**Work instructions:** What follows are records. Restate all of them word for word.

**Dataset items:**
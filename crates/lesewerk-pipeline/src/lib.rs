// SPDX-License-Identifier: PMPL-1.0-or-later
// Copyright (c) 2026 Jonathan D.A. Jewell (hyperpolymath) <jonathan.jewell@open.ac.uk>
//
// lesewerk-pipeline — The capture-to-text pipeline.
//
// `PipelineCoordinator` runs recognition and decides which results reach the
// output slot; `Session` wires the reader page's controls to it and to the
// platform bridge.

pub mod controls;
pub mod coordinator;
pub mod output;
pub mod session;

#[cfg(test)]
mod testing;

pub use controls::{Control, ControlContext, ControlRow, Precondition, CONTROLS};
pub use coordinator::{PipelineConfig, PipelineCoordinator, PipelineSnapshot, RunTicket};
pub use output::{OutputSlot, ProgressDisplay, ERROR_PREFIX, NO_TEXT_PLACEHOLDER};
pub use session::{Feedback, Session, Trigger};
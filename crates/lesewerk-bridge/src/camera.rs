// SPDX-License-Identifier: PMPL-1.0-or-later
// Copyright (c) 2026 Jonathan D.A. Jewell (hyperpolymath) <jonathan.jewell@open.ac.uk>
//
// Desktop camera stream.
//
// Capture devices are not `Send`, so each stream gets a worker thread that
// opens the device, serves frame requests and stops the device when the
// stream is closed or dropped.

use std::sync::mpsc::{self, Sender};
use std::thread::JoinHandle;

use lesewerk_core::error::{LesewerkError, Result};
use lesewerk_core::types::RawFrame;
use tracing::{debug, info, warn};

use crate::traits::CameraStream;

/// A capture device as seen from its worker thread.
pub trait FrameSource {
    fn frame(&mut self) -> Result<RawFrame>;

    /// Stop capturing and release the device.
    fn stop(&mut self);
}

type FrameReply = Sender<Result<RawFrame>>;

/// A [`CameraStream`] whose device lives on a dedicated thread.
pub struct WorkerStream {
    requests: Option<Sender<FrameReply>>,
    worker: Option<JoinHandle<()>>,
}

impl WorkerStream {
    /// Open a device on a new worker thread.
    ///
    /// Returns once `open` has run; its error is returned as is.
    pub fn spawn<D, F>(open: F) -> Result<Self>
    where
        D: FrameSource,
        F: FnOnce() -> Result<D> + Send + 'static,
    {
        let (ready_tx, ready_rx) = mpsc::channel::<Result<()>>();
        let (requests, inbox) = mpsc::channel::<FrameReply>();

        let worker = std::thread::Builder::new()
            .name("lesewerk-camera".into())
            .spawn(move || {
                let mut device = match open() {
                    Ok(device) => device,
                    Err(e) => {
                        let _ = ready_tx.send(Err(e));
                        return;
                    }
                };
                let _ = ready_tx.send(Ok(()));

                // Ends when the stream drops its sender.
                for reply in inbox {
                    let _ = reply.send(device.frame());
                }
                device.stop();
                debug!("camera worker finished");
            })
            .map_err(|e| LesewerkError::CameraUnavailable(format!("camera thread: {e}")))?;

        match ready_rx.recv() {
            Ok(Ok(())) => {
                info!("camera stream open");
                Ok(Self {
                    requests: Some(requests),
                    worker: Some(worker),
                })
            }
            Ok(Err(e)) => {
                let _ = worker.join();
                Err(e)
            }
            Err(_) => {
                let _ = worker.join();
                Err(LesewerkError::CameraUnavailable(
                    "camera thread stopped while opening".into(),
                ))
            }
        }
    }
}

impl CameraStream for WorkerStream {
    fn capture_frame(&mut self) -> Result<RawFrame> {
        let requests = self.requests.as_ref().ok_or(LesewerkError::CameraClosed)?;
        let (reply, frame) = mpsc::channel();
        requests.send(reply).map_err(|_| LesewerkError::CameraClosed)?;
        frame.recv().map_err(|_| LesewerkError::CameraClosed)?
    }

    fn close(&mut self) {
        self.requests = None;
        if let Some(worker) = self.worker.take() {
            if worker.join().is_err() {
                warn!("camera worker panicked");
            }
            info!("camera stream closed");
        }
    }

    fn is_open(&self) -> bool {
        self.requests.is_some()
    }
}

impl Drop for WorkerStream {
    fn drop(&mut self) {
        self.close();
    }
}

#[cfg(feature = "camera")]
pub use device::{available_cameras, NokhwaDevice};

#[cfg(feature = "camera")]
mod device {
    use nokhwa::pixel_format::RgbAFormat;
    use nokhwa::utils::{ApiBackend, CameraIndex, RequestedFormat, RequestedFormatType};
    use nokhwa::Camera;

    use super::*;

    /// A camera opened through nokhwa's native backend.
    pub struct NokhwaDevice {
        camera: Camera,
    }

    impl NokhwaDevice {
        pub fn open(index: u32) -> Result<Self> {
            let format =
                RequestedFormat::new::<RgbAFormat>(RequestedFormatType::AbsoluteHighestResolution);
            let mut camera = Camera::new(CameraIndex::Index(index), format)
                .map_err(|e| LesewerkError::CameraUnavailable(e.to_string()))?;
            camera
                .open_stream()
                .map_err(|e| LesewerkError::CameraUnavailable(e.to_string()))?;
            info!(index, name = %camera.info().human_name(), "camera device opened");
            Ok(Self { camera })
        }
    }

    impl FrameSource for NokhwaDevice {
        fn frame(&mut self) -> Result<RawFrame> {
            let buffer = self
                .camera
                .frame()
                .map_err(|e| LesewerkError::CameraUnavailable(format!("no frame: {e}")))?;
            let image = buffer
                .decode_image::<RgbAFormat>()
                .map_err(|e| LesewerkError::ImageError(format!("undecodable frame: {e}")))?;
            let (width, height) = image.dimensions();
            Ok(RawFrame {
                width,
                height,
                rgba: image.into_raw(),
            })
        }

        fn stop(&mut self) {
            if let Err(e) = self.camera.stop_stream() {
                warn!(error = %e, "camera did not stop cleanly");
            }
        }
    }

    /// Names of the cameras the native backend can see.
    pub fn available_cameras() -> Result<Vec<String>> {
        let cameras = nokhwa::query(ApiBackend::Auto)
            .map_err(|e| LesewerkError::CameraUnavailable(e.to_string()))?;
        Ok(cameras.iter().map(|info| info.human_name()).collect())
    }
}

**Result of the exercise:**
filename crates/lesewerk-pipeline/src/lib.rs
// SPDX-License-Identifier: PMPL-1.0-or-later
// Copyright (c) 2026 Jonathan D.A. Jewell (hyperpolymath) <jonathan.jewell@open.ac.uk>
//
// lesewerk-pipeline — The capture-to-text pipeline.
//
// `PipelineCoordinator` runs recognition and decides which results reach the
// output slot; `Session` wires the reader page's controls to it and to the
// platform bridge.

pub mod controls;
pub mod coordinator;
pub mod output;
pub mod session;

#[cfg(test)]
mod testing;

pub use controls::{Control, ControlContext, ControlRow, Precondition, CONTROLS};
pub use coordinator::{PipelineConfig, PipelineCoordinator, PipelineSnapshot, RunTicket};
pub use output::{OutputSlot, ProgressDisplay, ERROR_PREFIX, NO_TEXT_PLACEHOLDER};
pub use session::{Feedback, Session, Trigger};
filename crates/lesewerk-bridge/src/camera.rs
// SPDX-License-Identifier: PMPL-1.0-or-later
// Copyright (c) 2026 Jonathan D.A. Jewell (hyperpolymath) <jonathan.jewell@open.ac.uk>
//
// Desktop camera stream.
//
// Capture devices are not `Send`, so each stream gets a worker thread that
// opens the device, serves frame requests and stops the device when the
// stream is closed or dropped.

use std::sync::mpsc::{self, Sender};
use std::thread::JoinHandle;

use lesewerk_core::error::{LesewerkError, Result};
use lesewerk_core::types::RawFrame;
use tracing::{debug, info, warn};

use crate::traits::CameraStream;

/// A capture device as seen from its worker thread.
pub trait FrameSource {
    fn frame(&mut self) -> Result<RawFrame>;

    /// Stop capturing and release the device.
    fn stop(&mut self);
}

type FrameReply = Sender<Result<RawFrame>>;

/// A [`CameraStream`] whose device lives on a dedicated thread.
pub struct WorkerStream {
    requests: Option<Sender<FrameReply>>,
    worker: Option<JoinHandle<()>>,
}

impl WorkerStream {
    /// Open a device on a new worker thread.
    ///
    /// Returns once `open` has run; its error is returned as is.
    pub fn spawn<D, F>(open: F) -> Result<Self>
    where
        D: FrameSource,
        F: FnOnce() -> Result<D> + Send + 'static,
    {
        let (ready_tx, ready_rx) = mpsc::channel::<Result<()>>();
        let (requests, inbox) = mpsc::channel::<FrameReply>();

        let worker = std::thread::Builder::new()
            .name("lesewerk-camera".into())
            .spawn(move || {
                let mut device = match open() {
                    Ok(device) => device,
                    Err(e) => {
                        let _ = ready_tx.send(Err(e));
                        return;
                    }
                };
                let _ = ready_tx.send(Ok(()));

                // Ends when the stream drops its sender.
                for reply in inbox {
                    let _ = reply.send(device.frame());
                }
                device.stop();
                debug!("camera worker finished");
            })
            .map_err(|e| LesewerkError::CameraUnavailable(format!("camera thread: {e}")))?;

        match ready_rx.recv() {
            Ok(Ok(())) => {
                info!("camera stream open");
                Ok(Self {
                    requests: Some(requests),
                    worker: Some(worker),
                })
            }
            Ok(Err(e)) => {
                let _ = worker.join();
                Err(e)
            }
            Err(_) => {
                let _ = worker.join();
                Err(LesewerkError::CameraUnavailable(
                    "camera thread stopped while opening".into(),
                ))
            }
        }
    }
}

impl CameraStream for WorkerStream {
    fn capture_frame(&mut self) -> Result<RawFrame> {
        let requests = self.requests.as_ref().ok_or(LesewerkError::CameraClosed)?;
        let (reply, frame) = mpsc::channel();
        requests.send(reply).map_err(|_| LesewerkError::CameraClosed)?;
        frame.recv().map_err(|_| LesewerkError::CameraClosed)?
    }

    fn close(&mut self) {
        self.requests = None;
        if let Some(worker) = self.worker.take() {
            if worker.join().is_err() {
                warn!("camera worker panicked");
            }
            info!("camera stream closed");
        }
    }

    fn is_open(&self) -> bool {
        self.requests.is_some()
    }
}

impl Drop for WorkerStream {
    fn drop(&mut self) {
        self.close();
    }
}

#[cfg(feature = "camera")]
pub use device::{available_cameras, NokhwaDevice};

#[cfg(feature = "camera")]
mod device {
    use nokhwa::pixel_format::RgbAFormat;
    use nokhwa::utils::{ApiBackend, CameraIndex, RequestedFormat, RequestedFormatType};
    use nokhwa::Camera;

    use super::*;

    /// A camera opened through nokhwa's native backend.
    pub struct NokhwaDevice {
        camera: Camera,
    }

    impl NokhwaDevice {
        pub fn open(index: u32) -> Result<Self> {
            let format =
                RequestedFormat::new::<RgbAFormat>(RequestedFormatType::AbsoluteHighestResolution);
            let mut camera = Camera::new(CameraIndex::Index(index), format)
                .map_err(|e| LesewerkError::CameraUnavailable(e.to_string()))?;
            camera
                .open_stream()
                .map_err(|e| LesewerkError::CameraUnavailable(e.to_string()))?;
            info!(index, name = %camera.info().human_name(), "camera device opened");
            Ok(Self { camera })
        }
    }

    impl FrameSource for NokhwaDevice {
        fn frame(&mut self) -> Result<RawFrame> {
            let buffer = self
                .camera
                .frame()
                .map_err(|e| LesewerkError::CameraUnavailable(format!("no frame: {e}")))?;
            let image = buffer
                .decode_image::<RgbAFormat>()
                .map_err(|e| LesewerkError::ImageError(format!("undecodable frame: {e}")))?;
            let (width, height) = image.dimensions();
            Ok(RawFrame {
                width,
                height,
                rgba: image.into_raw(),
            })
        }

        fn stop(&mut self) {
            if let Err(e) = self.camera.stop_stream() {
                warn!(error = %e, "camera did not stop cleanly");
            }
        }
    }

    /// Names of the cameras the native backend can see.
    pub fn available_cameras() -> Result<Vec<String>> {
        let cameras = nokhwa::query(ApiBackend::Auto)
            .map_err(|e| LesewerkError::CameraUnavailable(e.to_string()))?;
        Ok(cameras.iter().map(|info| info.human_name()).collect())
    }
}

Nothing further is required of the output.